Tie lo había visto con sus propios ojos en el puerto de Pearl City.
Entonces, un leve murmullo escapó de los labios de Tie.
“Ese sueño…”
El sueño que tuvo aquella noche cuando echaba de menos a papá.
Aunque ya había pasado mucho tiempo, por alguna razón, el sueño que permanecía vívido en su mente volvió a su mente.
«En el sueño, la gente llamaba a papá “jefe”».
En aquel entonces, Tie no llevaba mucho tiempo en este mundo.
Así que no estaba acostumbrado a lo que ustedes llamaban caballeros sagrados o mercenarios, y sobre todo, creía lo que su padre le decía.
Las palabras de papá: que era un caballero santo.

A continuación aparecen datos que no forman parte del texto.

// lib/src/commands.rs

use clap::{Args, Parser, Subcommand};
use std::path::PathBuf;
use uuid::Uuid;
use chrono::{DateTime, Utc};

#[derive(Parser, Debug)]
#[clap(author, version, about = "Clinical event correlation and care-pathway projection", long_about = None)]
#[clap(propagate_version = true)]
pub struct CliArgs {
    #[clap(subcommand)]
    pub command: Commands,

    /// Path to the YAML configuration file
    #[clap(long, global = true, value_name = "FILE")]
    pub config: Option<PathBuf>,

    /// JSON dataset (events and reports) used to seed the in-memory store.
    /// Overrides `storage.data_path` from the config file.
    #[clap(long, global = true, value_name = "FILE")]
    pub data: Option<PathBuf>,
}

#[derive(Subcommand, Debug, PartialEq, Clone)]
pub enum Commands {
    /// Build, list or remove derived event edges
    Edges {
        #[clap(subcommand)]
        action: EdgeCommand,
    },
    /// Project patients onto care-pathway templates
    Pathway {
        #[clap(subcommand)]
        action: PathwayCommand,
    },
    /// Extract and resolve clinical dates from a report
    Dates {
        #[clap(subcommand)]
        action: DateCommand,
    },
    /// Rebuild edges for many patients or reports, isolating failures per item
    Reprocess(ReprocessArgs),
}

#[derive(Subcommand, Debug, PartialEq, Clone)]
pub enum EdgeCommand {
    Build { patient_id: Uuid },
    RemoveReport { report_id: Uuid },
    List { patient_id: Uuid },
}

#[derive(Subcommand, Debug, PartialEq, Clone)]
pub enum PathwayCommand {
    Project { patient_id: Uuid, condition: String },
    Templates,
}

#[derive(Subcommand, Debug, PartialEq, Clone)]
pub enum DateCommand {
    Extract {
        /// Plain-text body of the report
        #[arg(long, value_name = "FILE")]
        text: Option<PathBuf>,
        /// Structured metadata attached to the report
        #[arg(long, value_name = "FILE")]
        json: Option<PathBuf>,
        /// Upload timestamp used when the report carries no clinical date
        #[arg(long)]
        uploaded_at: Option<DateTime<Utc>>,
    },
}

#[derive(Args, Debug, PartialEq, Clone)]
pub struct ReprocessArgs {
    #[arg(long = "patient", value_name = "UUID")]
    pub patients: Vec<Uuid>,
    #[arg(long = "report", value_name = "UUID")]
    pub reports: Vec<Uuid>,
}

#[cfg(test)]
mod tests {
    use super::*;

    #[test]
    fn parses_pathway_projection() {
        let patient = Uuid::new_v4();
        let patient_arg = patient.to_string();
        let args = CliArgs::try_parse_from([
            "carepath",
            "--data",
            "dataset.json",
            "pathway",
            "project",
            patient_arg.as_str(),
            "Type 2 Diabetes",
        ])
        .unwrap();
        assert_eq!(args.data, Some(PathBuf::from("dataset.json")));
        assert_eq!(
            args.command,
            Commands::Pathway {
                action: PathwayCommand::Project { patient_id: patient, condition: "Type 2 Diabetes".to_string() }
            }
        );
    }

    #[test]
    fn parses_repeated_reprocess_targets() {
        let a = Uuid::new_v4();
        let b = Uuid::new_v4();
        let (a_arg, b_arg) = (a.to_string(), b.to_string());
        let args = CliArgs::try_parse_from([
            "carepath",
            "reprocess",
            "--patient",
            a_arg.as_str(),
            "--patient",
            b_arg.as_str(),
        ])
        .unwrap();
        match args.command {
            Commands::Reprocess(reprocess) => {
                assert_eq!(reprocess.patients, vec![a, b]);
                assert!(reprocess.reports.is_empty());
            }
            other => panic!("unexpected command {:?}", other),
        }
    }

    #[test]
    fn rejects_malformed_patient_id() {
        assert!(CliArgs::try_parse_from(["carepath", "edges", "build", "not-a-uuid"]).is_err());
    }
}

Pero Tie ahora lo sabía con claridad.
En primer lugar, no hay ningún padre en la santa orden de caballería.
Porque revisó todo el organigrama y aún así no aparecía.
En segundo lugar, «jefe» no era una palabra que se utilizara para referirse a los caballeros sagrados.
Era como se solía llamar al líder de un cuerpo de mercenarios.
‘Y…….’
Tercero. Basto también estaba en ese sueño.
En el sueño, Basto era el subordinado de papá.
Si papá realmente fue un caballero santo, entonces Basto también lo habría sido.
La corbata se levantó de golpe.
Entonces salió de detrás de la cortina y corrió hacia Basto.
“¡Tío Basto!”
Al ver a Tie con lágrimas en los ojos, Basto secó rápidamente las mejillas del niño.
“Sí, sí. Empate.”
“¿Alguna vez has deseado convertirte en un caballero santo?”
Ante la pregunta abrupta, la confusión se reflejó en el rostro de Basto.
Pero al poco tiempo, negó con la cabeza.
“Ni una sola vez.”
“¿Por qué? Si, por ejemplo, en el futuro pudieras convertirte en un caballero sagrado, ¿aún así no lo harías?”
“Yo no lo haría.”
«¿Por qué no?»
“A primera vista, ser un caballero sagrado parece un trabajo mejor que ser mercenario, pero les falta lo más importante: la libertad.”
Tie le hizo callar la boca.
«A diferencia de los mercenarios, los caballeros sagrados deben servir obligatoriamente a la Orden y a la casa imperial. Y odio estar atado a algo que no puedo aceptar. Antes que convertirme en caballero sagrado, preferiría…»
Basto se detuvo, justo cuando estaba a punto de decir que elegiría la muerte.
Fue en ese momento cuando miró a Tie, preguntándose si había usado palabras demasiado duras para que las escuchara un niño.
«¡Atar!»
De repente, Tie abrió la puerta de una patada y salió corriendo de la sala de conferencias.
Entonces, inmediatamente, chocó con el mayordomo de Valantis que estaba parado afuera de la puerta y cayó al suelo, y…
“Awowow…… ¿eh?”
Una hoja de papel que el mayordomo había dejado caer se quedó pegada, justo en el rostro empapado de lágrimas del niño.